The prisoner was next indicted for having, in October 1839, married Mary Ann Wilson, daughter of George Wilson, a tobacconist, of Newcastle. The marriage to Miss Skidmore was again proved by the certificate, which bore his lordship’s mark. The prisoner, it appeared, had advertised for a wife in the Newcastle papers. In that town he appears to have attached himself to the Wesleyan Methodists. By his professions of religion and his teetotal pledges, he obtained a high character for morality and sanctity. Miss Wilson said she first saw the prisoner in October at a Methodist chapel in Newcastle. On the same day she met him at a class-meeting. On the 16th of October she was introduced to him by a friend, when he promised to call upon her at three o’clock that afternoon. He did so, and as soon as he sat down, he pulled out a tin case which was marked “Robert Taylor, otherwise Lord Kenedy.” He said he was entitled to 60,000l. a year, and other hereditaments. The following day he made her an offer of marriage, and she accepted him. He said if he could get the loan of some money, they would be married the next morning. Her father lent him 4l.; a licence was bought; and they were married the day but one after she had accepted him, and three days after her introduction to him. Eighteen days after this he deserted her, and she heard no more of him till he was in custody.

By the prisoner: “He spoke of putting in the bans. She did not say ‘she would rather be married off-hand.’ ”

Prisoner: “Oh, yes, Mary, you did. I consented to take you immediately if the money was raised, and you raised it.”

The jury returned a verdict of “Guilty.”

The court having spent some time in deliberation,

The chairman said: “You have for some time been going about the country in a most unprincipled way, marrying weak and unsuspecting girls, and bringing misery upon them and their friends. We have seriously considered whether it is not imperative upon us to visit you with the severest penalty that the law allows. We have determined, however, to stop short of this; but you must be punished with great severity for your wicked conduct. For the first offence of which you have been convicted, you are sentenced to be imprisoned one year to hard labour; and for the second, to be imprisoned eighteen months to hard labour, making altogether two years and a half.”

Prisoner: “Gentlemen, when I come out again, will any of my wives have a claim upon me?”

The court declined to answer the question, and he then requested that his “dockyments” might be restored to him.

The court thought it better to make no order; they might be placed in the hands of the governor of the jail.

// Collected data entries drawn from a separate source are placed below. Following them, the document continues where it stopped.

//! Entity identifier.

use std::fmt;
use uuid::Uuid;

/// Stable identifier of a list, item, recipe, collection, event or label.
///
/// Server-assigned ids are kept verbatim. Ids for entities created locally
/// are random UUIDs in 32-character lowercase hex form.
#[derive(Clone, PartialEq, Eq, PartialOrd, Ord, Hash)]
pub struct EntityId(String);

impl EntityId {
    /// Creates a new random entity ID.
    #[must_use]
    pub fn generate() -> Self {
        Self(Uuid::new_v4().simple().to_string())
    }

    /// Returns the id as a string slice.
    #[inline]
    #[must_use]
    pub fn as_str(&self) -> &str {
        &self.0
    }
}

impl Default for EntityId {
    fn default() -> Self {
        Self::generate()
    }
}

impl fmt::Debug for EntityId {
    fn fmt(&self, f: &mut fmt::Formatter<'_>) -> fmt::Result {
        write!(f, "EntityId({})", self.0)
    }
}

impl fmt::Display for EntityId {
    fn fmt(&self, f: &mut fmt::Formatter<'_>) -> fmt::Result {
        f.write_str(&self.0)
    }
}

impl From<String> for EntityId {
    fn from(id: String) -> Self {
        Self(id)
    }
}

impl From<&str> for EntityId {
    fn from(id: &str) -> Self {
        Self(id.to_string())
    }
}

impl From<EntityId> for String {
    fn from(id: EntityId) -> Self {
        id.0
    }
}

impl PartialEq<str> for EntityId {
    fn eq(&self, other: &str) -> bool {
        self.0 == other
    }
}

impl PartialEq<&str> for EntityId {
    fn eq(&self, other: &&str) -> bool {
        self.0 == *other
    }
}

#[cfg(test)]
mod tests {
    use super::*;

    #[test]
    fn generate_is_unique() {
        let id1 = EntityId::generate();
        let id2 = EntityId::generate();
        assert_ne!(id1, id2);
    }

    #[test]
    fn generated_form() {
        let id = EntityId::generate();
        assert_eq!(id.as_str().len(), 32);
        assert!(id
            .as_str()
            .chars()
            .all(|c| c.is_ascii_digit() || ('a'..='f').contains(&c)));
    }

    #[test]
    fn server_ids_are_kept() {
        let id = EntityId::from("5e3b2a");
        assert_eq!(id, "5e3b2a");
        assert_eq!(id.to_string(), "5e3b2a");
        assert_eq!(format!("{id:?}"), "EntityId(5e3b2a)");
    }
}
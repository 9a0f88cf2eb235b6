//! Const introspection mirrors of a typestate graph.
//!
//! The generator emits one [`GraphDefinition`] per graph as an associated
//! constant of the discriminator enum. Everything is `&'static`, so the
//! definition is available in const contexts and costs nothing at runtime.

/// Static mirror of a registered graph.
#[derive(Debug, Clone, Copy, PartialEq, Eq)]
pub struct GraphDefinition {
    pub name: &'static str,
    pub states: &'static [&'static str],
    pub initial: Option<&'static str>,
    pub terminal: Option<&'static str>,
    pub sealed: bool,
    pub strict_transitions: bool,
    pub consume_on_transition: bool,
    pub transitions: &'static [TransitionDefinition],
    pub bridges: &'static [BridgeDefinition],
}

/// Static mirror of one transition.
#[derive(Debug, Clone, Copy, PartialEq, Eq)]
pub struct TransitionDefinition {
    pub from: &'static str,
    pub to: &'static [&'static str],
    pub wildcard: bool,
    pub branch: Option<&'static str>,
}

/// Static mirror of one bridge.
#[derive(Debug, Clone, Copy, PartialEq, Eq)]
pub struct BridgeDefinition {
    pub from: &'static str,
    pub graph: &'static str,
    pub state: &'static str,
    pub wildcard: bool,
}

impl GraphDefinition {
    fn wildcard_matches(&self, from: &str) -> bool {
        self.states.iter().any(|state| *state == from)
            && self.initial != Some(from)
            && self.terminal != Some(from)
    }

    /// Mirror of the graph query: true iff some transition reaches `to`
    /// from `from`, explicitly or through a wildcard.
    pub fn has_transition(&self, from: &str, to: &str) -> bool {
        self.transitions.iter().any(|t| {
            t.to.iter().any(|dest| *dest == to)
                && (t.from == from || (t.wildcard && self.wildcard_matches(from)))
        })
    }

    /// Mirror of the graph query: destinations reachable from `from`, in
    /// first-seen order.
    pub fn valid_destinations(&self, from: &str) -> Vec<&'static str> {
        let mut seen = Vec::new();
        for transition in self.transitions {
            if transition.from != from && !(transition.wildcard && self.wildcard_matches(from)) {
                continue;
            }
            for dest in transition.to {
                if !seen.contains(dest) {
                    seen.push(*dest);
                }
            }
        }
        seen
    }
}

#[cfg(test)]
mod tests {
    use super::*;

    const APP: GraphDefinition = GraphDefinition {
        name: "App",
        states: &["Running", "Paused", "Stopped"],
        initial: None,
        terminal: Some("Stopped"),
        sealed: true,
        strict_transitions: true,
        consume_on_transition: true,
        transitions: &[
            TransitionDefinition {
                from: "Running",
                to: &["Paused"],
                wildcard: false,
                branch: None,
            },
            TransitionDefinition {
                from: "*",
                to: &["Stopped"],
                wildcard: true,
                branch: None,
            },
        ],
        bridges: &[],
    };

    #[test]
    fn mirrors_the_graph_queries() {
        assert!(APP.has_transition("Running", "Paused"));
        assert!(APP.has_transition("Paused", "Stopped"));
        assert!(!APP.has_transition("Stopped", "Stopped"));
        assert_eq!(APP.valid_destinations("Running"), ["Paused", "Stopped"]);
        assert!(APP.valid_destinations("Unknown").is_empty());
    }
}
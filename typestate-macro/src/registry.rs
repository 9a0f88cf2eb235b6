//! Process-wide registry storage for macro invocations.
//!
//! Procedural macros run one at a time inside a single compiler process, but
//! each invocation starts from scratch; the registry therefore lives in a
//! `static` so later declarations and `#[transition]` functions can consult
//! earlier ones within the same compilation. Separate compilation units get
//! separate registries — a bridge into a graph the current unit never
//! declared fails validation with an explicit error.

use std::sync::{LazyLock, Mutex};

use typestate_core::Registry;

static REGISTRY: LazyLock<Mutex<Registry>> = LazyLock::new(|| Mutex::new(Registry::new()));

/// Runs `f` with exclusive access to the shared registry.
pub fn with<T>(f: impl FnOnce(&mut Registry) -> T) -> T {
    let mut guard = REGISTRY
        .lock()
        .unwrap_or_else(|poisoned| poisoned.into_inner());
    f(&mut guard)
}
//! Parse-tree types for the `typestate!` macro.
//!
//! The parser produces a [`TypestateDecl`]: the reified [`Graph`] handed to
//! the registry, plus the identifier lists (with their original spans) the
//! generator needs, plus a symbol-to-span table so graph-level errors can
//! point at the offending token instead of the whole declaration.

use proc_macro2::Span;
use std::collections::HashMap;
use syn::Ident;
use typestate_core::{Graph, TypestateError};

/// One parsed `typestate!` declaration.
pub struct TypestateDecl {
    /// The graph name, span-preserving.
    pub name: Ident,
    /// The fully populated graph handed to the registry.
    pub graph: Graph,
    /// The states declared in this block, in declaration order.
    pub states: Vec<Ident>,
    /// The branching result types declared in this block.
    pub branches: Vec<BranchDecl>,
    /// First-seen span for every identifier mentioned in the block.
    pub spans: HashMap<String, Span>,
}

/// A branching transition's result type and its destinations.
pub struct BranchDecl {
    pub ident: Ident,
    pub destinations: Vec<Ident>,
}

impl TypestateDecl {
    /// Converts a graph-level error into a compiler diagnostic, spanned to
    /// the token the error is about when the declaration mentions it.
    pub fn error(&self, err: &TypestateError) -> syn::Error {
        let span = err
            .subject()
            .and_then(|symbol| self.spans.get(symbol))
            .copied()
            .unwrap_or_else(|| self.name.span());
        syn::Error::new(span, err.to_string())
    }

    /// Records the first span seen for a symbol.
    pub fn note_span(spans: &mut HashMap<String, Span>, symbol: &Ident) {
        spans.entry(symbol.to_string()).or_insert(symbol.span());
    }
}
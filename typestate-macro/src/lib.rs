//! Procedural macros for the typestate crate.
//!
//! Three macros cooperate through a registry shared across invocations
//! within one compilation:
//!
//! - [`typestate!`](macro@typestate) reifies a declarative state graph,
//!   registers it, and generates the state types, discriminator, union,
//!   branch sums, and introspection constant.
//! - [`#[transition]`](macro@transition) validates a state-changing
//!   function's signature against the registered graphs.
//! - [`#[not_a_transition]`](macro@not_a_transition) marks a function that
//!   operates on a state type without changing state, as strict graphs
//!   require.
//!
//! # Architecture
//!
//! - **types**: the parse tree handed between parser, registry, and codegen
//! - **parser**: the declaration grammar
//! - **validation**: signature extraction for the attribute macros
//! - **codegen**: artifact generation
//! - **registry**: the static, cross-invocation graph store
//!
//! # Example
//!
//! ```ignore
//! use typestate::{transition, typestate};
//!
//! typestate! {
//!     name: File,
//!     states: [Closed, Open],
//!     initial: Closed,
//!     transitions: {
//!         Closed -> Open,
//!         Open -> Closed,
//!     },
//! }
//!
//! #[transition]
//! fn open(file: Closed) -> Open {
//!     let _ = file;
//!     Open
//! }
//! ```

use proc_macro::TokenStream;
use proc_macro2::TokenStream as TokenStream2;
use quote::quote;
use syn::ItemFn;

mod codegen;
mod parser;
mod registry;
mod types;
mod validation;

/// Declare a typestate graph.
///
/// Parses the declaration, merges it into the compilation's registry
/// (extending a sealed graph is a compile error), and expands to the
/// generated artifacts. See the crate docs for the grammar.
#[proc_macro]
pub fn typestate(input: TokenStream) -> TokenStream {
    let decl = syn::parse_macro_input!(input as types::TypestateDecl);
    match expand_typestate(decl) {
        Ok(tokens) => tokens.into(),
        Err(err) => err.to_compile_error().into(),
    }
}

fn expand_typestate(mut decl: types::TypestateDecl) -> syn::Result<TokenStream2> {
    // The source-unit token recorded on the graph. Cargo sets this for
    // every compilation the macro can run in.
    decl.graph.declared_in =
        std::env::var("CARGO_CRATE_NAME").unwrap_or_else(|_| String::from("unknown"));

    registry::with(|reg| {
        let fresh = reg.lookup(&decl.graph.name).is_none();
        reg.register(decl.graph.clone())
            .map_err(|err| decl.error(&err))?;
        codegen::expand(&decl, fresh)
    })
}

/// Mark a function as a state-changing transition.
///
/// The function's first parameter is the source state and its return type
/// the destination (or a branch sum, or a bridged foreign state). The
/// signature is validated against the registered graphs; the function
/// itself is emitted unchanged.
#[proc_macro_attribute]
pub fn transition(_attr: TokenStream, item: TokenStream) -> TokenStream {
    let func = syn::parse_macro_input!(item as ItemFn);
    let verdict = registry::with(|reg| validation::check_transition_fn(reg, &func));
    match verdict {
        Ok(_) => quote!(#func).into(),
        Err(err) => {
            // Emit the diagnostic and the original item, so a single bad
            // transition does not cascade into missing-function errors.
            let error = err.to_compile_error();
            quote!(#error #func).into()
        }
    }
}

/// Mark a function that operates on a state type without changing state.
///
/// Required on such functions when the owning graph sets
/// `strict_transitions` (the offline tool flags unmarked ones). The first
/// parameter must resolve to a registered state.
#[proc_macro_attribute]
pub fn not_a_transition(_attr: TokenStream, item: TokenStream) -> TokenStream {
    let func = syn::parse_macro_input!(item as ItemFn);
    let verdict = registry::with(|reg| validation::check_not_a_transition_fn(reg, &func));
    match verdict {
        Ok(()) => quote!(#func).into(),
        Err(err) => {
            let error = err.to_compile_error();
            quote!(#error #func).into()
        }
    }
}
//! Parsing logic for the `typestate!` macro.
//!
//! The declaration body is a sequence of key/value sections, each allowed at
//! most once:
//!
//! - `name: Ident` (required)
//! - `is_sealed = bool`, `strict_transitions = bool`,
//!   `consume_on_transition = bool` (flags, `=` or `:`, all default `true`)
//! - `states: [A, B, …]` or `states(A, B, …)`
//! - `initial: A`, `terminal: B`
//! - `transitions: { A -> B, C -> D | E as Outcome, * -> F, … }`
//! - `bridges: { A -> OtherGraph::State, * -> OtherGraph::State, … }`
//!
//! Everything syntactic is rejected here with the offending token's span.
//! Endpoint resolution and the initial/terminal invariants are graph-level
//! concerns: they run when the registry validates the (possibly merged)
//! graph, so extension blocks may reference states declared earlier.

use crate::types::{BranchDecl, TypestateDecl};
use proc_macro2::Span;
use std::collections::HashMap;
use syn::{
    Ident, LitBool, Result, Token, braced, bracketed, parenthesized,
    parse::{Parse, ParseBuffer, ParseStream},
    spanned::Spanned,
};
use typestate_core::{Bridge, Graph, State, Transition, WILDCARD};

/// The left-hand side of a transition or bridge line.
enum LineSource {
    State(Ident),
    Wildcard(Span),
}

impl LineSource {
    fn name(&self) -> String {
        match self {
            Self::State(ident) => ident.to_string(),
            Self::Wildcard(_) => WILDCARD.to_owned(),
        }
    }

    fn span(&self) -> Span {
        match self {
            Self::State(ident) => ident.span(),
            Self::Wildcard(span) => *span,
        }
    }
}

/// One parsed transition line, spans intact.
struct TransitionLine {
    from: LineSource,
    to: Vec<Ident>,
    branch: Option<Ident>,
}

/// One parsed bridge line, spans intact.
struct BridgeLine {
    from: LineSource,
    graph: Ident,
    state: Ident,
}

impl Parse for TypestateDecl {
    fn parse(input: ParseStream<'_>) -> Result<Self> {
        let mut name: Option<Ident> = None;
        let mut states: Option<Vec<Ident>> = None;
        let mut initial: Option<Ident> = None;
        let mut terminal: Option<Ident> = None;
        let mut transitions: Option<Vec<TransitionLine>> = None;
        let mut bridges: Option<Vec<BridgeLine>> = None;
        let mut is_sealed: Option<bool> = None;
        let mut strict_transitions: Option<bool> = None;
        let mut consume_on_transition: Option<bool> = None;

        while !input.is_empty() {
            let key: Ident = input.parse()?;
            let key_str = key.to_string();

            match key_str.as_str() {
                "name" => {
                    reject_duplicate_section(&key, name.is_some())?;
                    input.parse::<Token![:]>()?;
                    name = Some(input.parse()?);
                }
                "states" => {
                    reject_duplicate_section(&key, states.is_some())?;
                    let content;
                    if input.peek(syn::token::Paren) {
                        parenthesized!(content in input);
                    } else {
                        input.parse::<Token![:]>()?;
                        bracketed!(content in input);
                    }
                    states = Some(parse_state_list(&content)?);
                }
                "initial" => {
                    reject_duplicate_section(&key, initial.is_some())?;
                    input.parse::<Token![:]>()?;
                    initial = Some(input.parse()?);
                }
                "terminal" => {
                    reject_duplicate_section(&key, terminal.is_some())?;
                    input.parse::<Token![:]>()?;
                    terminal = Some(input.parse()?);
                }
                "transitions" => {
                    reject_duplicate_section(&key, transitions.is_some())?;
                    input.parse::<Token![:]>()?;
                    let content;
                    braced!(content in input);
                    transitions = Some(parse_transition_lines(&content)?);
                }
                "bridges" => {
                    reject_duplicate_section(&key, bridges.is_some())?;
                    input.parse::<Token![:]>()?;
                    let content;
                    braced!(content in input);
                    bridges = Some(parse_bridge_lines(&content)?);
                }
                "is_sealed" => {
                    reject_duplicate_section(&key, is_sealed.is_some())?;
                    is_sealed = Some(parse_flag_value(input)?);
                }
                "strict_transitions" => {
                    reject_duplicate_section(&key, strict_transitions.is_some())?;
                    strict_transitions = Some(parse_flag_value(input)?);
                }
                "consume_on_transition" => {
                    reject_duplicate_section(&key, consume_on_transition.is_some())?;
                    consume_on_transition = Some(parse_flag_value(input)?);
                }
                other => {
                    return Err(syn::Error::new(
                        key.span(),
                        format!("unknown section or flag `{}`", other),
                    ));
                }
            }

            if input.peek(Token![,]) {
                input.parse::<Token![,]>()?;
            }
        }

        let name =
            name.ok_or_else(|| syn::Error::new(Span::call_site(), "missing `name` field"))?;
        let states = states.unwrap_or_default();
        let transitions = transitions.unwrap_or_default();
        let bridges = bridges.unwrap_or_default();

        build_decl(
            name,
            states,
            initial,
            terminal,
            transitions,
            bridges,
            is_sealed.unwrap_or(true),
            strict_transitions.unwrap_or(true),
            consume_on_transition.unwrap_or(true),
        )
    }
}

fn reject_duplicate_section(key: &Ident, already_seen: bool) -> Result<()> {
    if already_seen {
        return Err(syn::Error::new(
            key.span(),
            format!("duplicate `{}` section", key),
        ));
    }
    Ok(())
}

/// Flags accept `= value` or `: value`.
fn parse_flag_value(input: ParseStream<'_>) -> Result<bool> {
    if input.peek(Token![=]) {
        input.parse::<Token![=]>()?;
    } else {
        input.parse::<Token![:]>()?;
    }
    let value: LitBool = input.parse()?;
    Ok(value.value())
}

/// Parse a comma-separated state list, rejecting re-declared names.
fn parse_state_list(input: &ParseBuffer<'_>) -> Result<Vec<Ident>> {
    let mut states: Vec<Ident> = Vec::new();
    while !input.is_empty() {
        let ident: Ident = input.parse()?;
        if states.iter().any(|seen| *seen == ident) {
            return Err(syn::Error::new(ident.span(), "duplicate state"));
        }
        states.push(ident);
        if input.peek(Token![,]) {
            input.parse::<Token![,]>()?;
        }
    }
    Ok(states)
}

fn parse_line_source(input: &ParseBuffer<'_>) -> Result<LineSource> {
    if input.peek(Token![*]) {
        let star: Token![*] = input.parse()?;
        Ok(LineSource::Wildcard(star.span()))
    } else {
        Ok(LineSource::State(input.parse()?))
    }
}

/// Parse the transitions block: comma-separated `from -> to` lines where
/// the right-hand side may be a `|`-joined destination list with a
/// mandatory `as Name` result type.
fn parse_transition_lines(input: &ParseBuffer<'_>) -> Result<Vec<TransitionLine>> {
    let mut lines = Vec::new();
    while !input.is_empty() {
        let from = parse_line_source(input)?;
        let arrow: Token![->] = input.parse()?;
        let mut to = vec![input.parse::<Ident>()?];
        while input.peek(Token![|]) {
            input.parse::<Token![|]>()?;
            to.push(input.parse()?);
        }
        let branch = if input.peek(Token![as]) {
            input.parse::<Token![as]>()?;
            Some(input.parse::<Ident>()?)
        } else {
            None
        };

        if to.len() > 1 && branch.is_none() {
            return Err(syn::Error::new(
                arrow.span(),
                "branching transitions require a result type name (`as <Name>`)",
            ));
        }
        if let Some(branch) = &branch {
            if to.len() == 1 {
                return Err(syn::Error::new(
                    branch.span(),
                    "`as` is only valid on branching transitions",
                ));
            }
            if matches!(from, LineSource::Wildcard(_)) {
                return Err(syn::Error::new(
                    from.span(),
                    "branching transitions require an explicit source state",
                ));
            }
        }

        lines.push(TransitionLine { from, to, branch });
        if input.peek(Token![,]) {
            input.parse::<Token![,]>()?;
        }
    }
    Ok(lines)
}

/// Parse the bridges block: comma-separated `from -> Graph::State` lines.
fn parse_bridge_lines(input: &ParseBuffer<'_>) -> Result<Vec<BridgeLine>> {
    let mut lines = Vec::new();
    while !input.is_empty() {
        let from = parse_line_source(input)?;
        input.parse::<Token![->]>()?;
        let graph: Ident = input.parse()?;
        input.parse::<Token![::]>()?;
        let state: Ident = input.parse()?;
        lines.push(BridgeLine { from, graph, state });
        if input.peek(Token![,]) {
            input.parse::<Token![,]>()?;
        }
    }
    Ok(lines)
}

#[allow(clippy::too_many_arguments)]
fn build_decl(
    name: Ident,
    states: Vec<Ident>,
    initial: Option<Ident>,
    terminal: Option<Ident>,
    transitions: Vec<TransitionLine>,
    bridges: Vec<BridgeLine>,
    is_sealed: bool,
    strict_transitions: bool,
    consume_on_transition: bool,
) -> Result<TypestateDecl> {
    let mut graph = Graph::new(name.to_string());
    graph.is_sealed = is_sealed;
    graph.strict_transitions = strict_transitions;
    graph.consume_on_transition = consume_on_transition;

    let mut spans: HashMap<String, Span> = HashMap::new();

    for state in &states {
        TypestateDecl::note_span(&mut spans, state);
        graph
            .add_state(State::new(state.to_string()))
            .map_err(|err| syn::Error::new(state.span(), err.to_string()))?;
    }

    // Membership of `initial`/`terminal` is checked by the registry against
    // the merged graph, like transition endpoints, so an extension block may
    // point at a state from an earlier declaration.
    if let Some(initial) = &initial {
        TypestateDecl::note_span(&mut spans, initial);
        graph.initial = Some(initial.to_string());
    }
    if let Some(terminal) = &terminal {
        TypestateDecl::note_span(&mut spans, terminal);
        graph.terminal = Some(terminal.to_string());
    }

    let mut branches = Vec::new();
    for line in &transitions {
        if let LineSource::State(ident) = &line.from {
            TypestateDecl::note_span(&mut spans, ident);
        }
        for dest in &line.to {
            TypestateDecl::note_span(&mut spans, dest);
        }
        let destinations: Vec<String> = line.to.iter().map(Ident::to_string).collect();
        let transition = match &line.branch {
            Some(branch) => {
                TypestateDecl::note_span(&mut spans, branch);
                branches.push(BranchDecl {
                    ident: branch.clone(),
                    destinations: line.to.clone(),
                });
                Transition::branching(line.from.name(), destinations, branch.to_string())
            }
            None => Transition::new(line.from.name(), destinations),
        };
        graph
            .add_transition(transition)
            .map_err(|err| syn::Error::new(line.from.span(), err.to_string()))?;
    }

    for line in &bridges {
        if let LineSource::State(ident) = &line.from {
            TypestateDecl::note_span(&mut spans, ident);
        }
        graph.add_bridge(Bridge::new(
            line.from.name(),
            line.graph.to_string(),
            line.state.to_string(),
        ));
    }

    Ok(TypestateDecl {
        name,
        graph,
        states,
        branches,
        spans,
    })
}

The mother of the prisoner, on quitting the court, finding herself an object of some attraction, became somewhat communicative on her family history. Among other things, she stated that her son was one of General Evans’s “Legion;” and that she had sent a letter into Spain, which had the effect of procuring his return to England. She had come from Workington, in Cumberland, a distance of one hundred and fifteen miles, to attend the trial; for “her son was her son,” and she could not rest without coming. One thing she would not allow curiosity to penetrate—and that was, the mystery which hung over the prisoner’s birth. She had “kept the secret” nineteen years, and was not going to reveal it in the twentieth. All that she would say was, that “she had him to a real gentleman.”